Catalog Number:
45756
Specimen Count:
2
Precise Locality:

Mt. Ida

Locality:
European Region
Collecting Locality:
Europe, Turkey, Balikesir Province
Cabinet:
25
Drawer/Shelf:
05

Tectonic plates do not always crash head-on into each other. In some places, the edge of one plate slides underneath the other in a process called subduction. The bottom plate in the subduction zone gets squeezed under enormous pressures, many thousands of times as strong as the atmosphere's pressure at sea level. Such pressures push atoms and molecules closer together into compact crystalline structures. However, the temperature of the lower plate remains relatively low - only 200-500 degrees C (400-900 degrees F). Igneous basalt rocks pulled into the subduction zone initially change into dark-colored, medium-grade rocks called blueschist. After further high-pressure metamorphism, blueschist changes into a dense, colorful metamorphic rock called eclogite, containing tiny red garnets mixed into green pyroxene, a silicate mineral.

Fabric is one way geologists describe how the small-scale components of a rock are arranged with respect to each other. Scientists look at grain size, grain shape, and the distribution of grain sizes within rocks to determine the fabric of those rocks.
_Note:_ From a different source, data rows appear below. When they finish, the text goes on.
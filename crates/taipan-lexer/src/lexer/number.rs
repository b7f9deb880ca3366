//! Numeric literal scanning.
//!
//! Handles decimal integers, `0b`/`0o`/`0x` radix integers, floats with
//! optional exponent, and imaginary literals with a `j`/`J` suffix.
//! Integers decode to `i64`, floats to `f64`; out-of-range values record
//! an `InvalidNumber` error and the token carries no literal value.
//! Underscore digit separators are not part of the language.

use taipan_source::types::Position;

use super::Scanner;
use super::token::{Literal, TokenKind};
use crate::diagnostics::LexError;

impl Scanner {
    /// Scans a numeric literal.
    ///
    /// The cursor is at the first digit, or at a `.` with a digit directly
    /// behind it (a leading-dot float such as `.5`).
    pub(super) fn scan_number(&mut self) {
        let start = self.cursor.position();

        if self.cursor.peek() == Some('0')
            && matches!(self.cursor.peek_n(1), Some('b' | 'B' | 'o' | 'O' | 'x' | 'X'))
        {
            self.scan_radix_number(start);
            return;
        }

        let mut is_float = false;

        if self.cursor.peek() == Some('.') {
            // Leading-dot float; the dispatcher guarantees a digit follows.
            is_float = true;
            let _ = self.cursor.advance();
            self.eat_digits();
        } else {
            self.eat_digits();

            if self.cursor.peek() == Some('.')
                && self.cursor.peek_n(1).is_some_and(|c| c.is_ascii_digit())
            {
                is_float = true;
                let _ = self.cursor.advance();
                self.eat_digits();
            }
        }

        // An exponent only counts when digits actually follow; `1e` is a
        // number and then an identifier.
        if matches!(self.cursor.peek(), Some('e' | 'E')) {
            let exponent_digits = match self.cursor.peek_n(1) {
                Some('+' | '-') => self.cursor.peek_n(2).is_some_and(|c| c.is_ascii_digit()),
                Some(c) => c.is_ascii_digit(),
                None => false,
            };

            if exponent_digits {
                is_float = true;
                let _ = self.cursor.advance();
                if matches!(self.cursor.peek(), Some('+' | '-')) {
                    let _ = self.cursor.advance();
                }
                self.eat_digits();
            }
        }

        if matches!(self.cursor.peek(), Some('j' | 'J')) {
            let _ = self.cursor.advance();
            let mantissa = self.cursor.slice(start.offset, self.cursor.pos() - 1);
            let literal = match mantissa.parse::<f64>() {
                Ok(value) if value.is_finite() => Literal::Complex(value),
                _ => {
                    self.invalid_number(start);
                    Literal::None
                }
            };
            self.push_token(TokenKind::Number, start, literal);
            return;
        }

        let lexeme = self.cursor.slice_from(start.offset);
        let literal = if is_float {
            match lexeme.parse::<f64>() {
                Ok(value) if value.is_finite() => Literal::Float(value),
                _ => {
                    self.invalid_number(start);
                    Literal::None
                }
            }
        } else {
            // Leading zeros are accepted and carry no meaning.
            match lexeme.parse::<i64>() {
                Ok(value) => Literal::Int(value),
                Err(_) => {
                    self.invalid_number(start);
                    Literal::None
                }
            }
        };

        self.push_token(TokenKind::Number, start, literal);
    }

    /// Scans a `0b`/`0o`/`0x` integer. The cursor is at the leading `0`.
    ///
    /// The whole alphanumeric run after the prefix belongs to the token, so
    /// `0b102` is a single invalid number rather than a number and a
    /// trailing digit.
    fn scan_radix_number(&mut self, start: Position) {
        let _ = self.cursor.advance(); // '0'
        let radix = match self.cursor.advance() {
            Some('b' | 'B') => 2,
            Some('o' | 'O') => 8,
            _ => 16,
        };

        let digits_start = self.cursor.pos();
        while self.cursor.peek().is_some_and(|c| c.is_ascii_alphanumeric()) {
            let _ = self.cursor.advance();
        }

        let digits = self.cursor.slice_from(digits_start);
        let literal = if digits.is_empty() || !digits.chars().all(|c| c.is_digit(radix)) {
            self.invalid_number(start);
            Literal::None
        } else {
            match i64::from_str_radix(&digits, radix) {
                Ok(value) => Literal::Int(value),
                Err(_) => {
                    self.invalid_number(start);
                    Literal::None
                }
            }
        };

        self.push_token(TokenKind::Number, start, literal);
    }

    fn eat_digits(&mut self) {
        while self.cursor.peek().is_some_and(|c| c.is_ascii_digit()) {
            let _ = self.cursor.advance();
        }
    }

    fn invalid_number(&mut self, start: Position) {
        self.errors.push(LexError::InvalidNumber { line: start.line, column: start.column });
    }
}
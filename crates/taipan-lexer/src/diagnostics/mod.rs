//! Diagnostics and error reporting module.
//!
//! This module provides types and functions for reporting and formatting
//! diagnostic messages produced by the scanner. It includes:
//!
//! - `DiagnosticLevel`: Enum for categorizing diagnostics by severity
//! - `Diagnostic`: Struct representing a diagnostic message with source location
//! - `DiagnosticReporter`: Struct for collecting and formatting diagnostics
//! - `LexError`: Error records that can occur during scanning
//!
//! Scanning itself never fails: `LexError` records accumulate in the
//! scanner's error vector, and callers hand them to a `DiagnosticReporter`
//! to render rich, rustc-style messages with source snippets.

mod error;
mod reporter;

// Re-export public types
pub use error::{Diagnostic, DiagnosticLevel, LexError};
pub use reporter::{DiagnosticReporter, lex_error_to_diagnostic};
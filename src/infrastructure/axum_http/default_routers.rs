use axum::{http::StatusCode, response::IntoResponse};
use tracing::info;

pub async fn not_found() -> impl IntoResponse {
    info!("default router: not_found handler invoked");
    (StatusCode::NOT_FOUND, "NOT_FOUND").into_response()
}

pub async fn health_check() -> impl IntoResponse {
    info!("default router: health_check handler invoked");
    (StatusCode::OK, "OK").into_response()
}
Sometimes the grains may be oriented randomly with respect to each other. The randomness may indicate that the rock may have formed at high temperatures (a rock called hornfels, for example) or from simple materials (marble, which results from the metamorphism of limestone, a sedimentary rock). Other times, the grains may be aligned in one direction at right angles to the direction of the pressure that helped to change (or metamorphose) the rock. Fabric is one of the many clues that help geologists identify rocks and learn about the history of those rocks.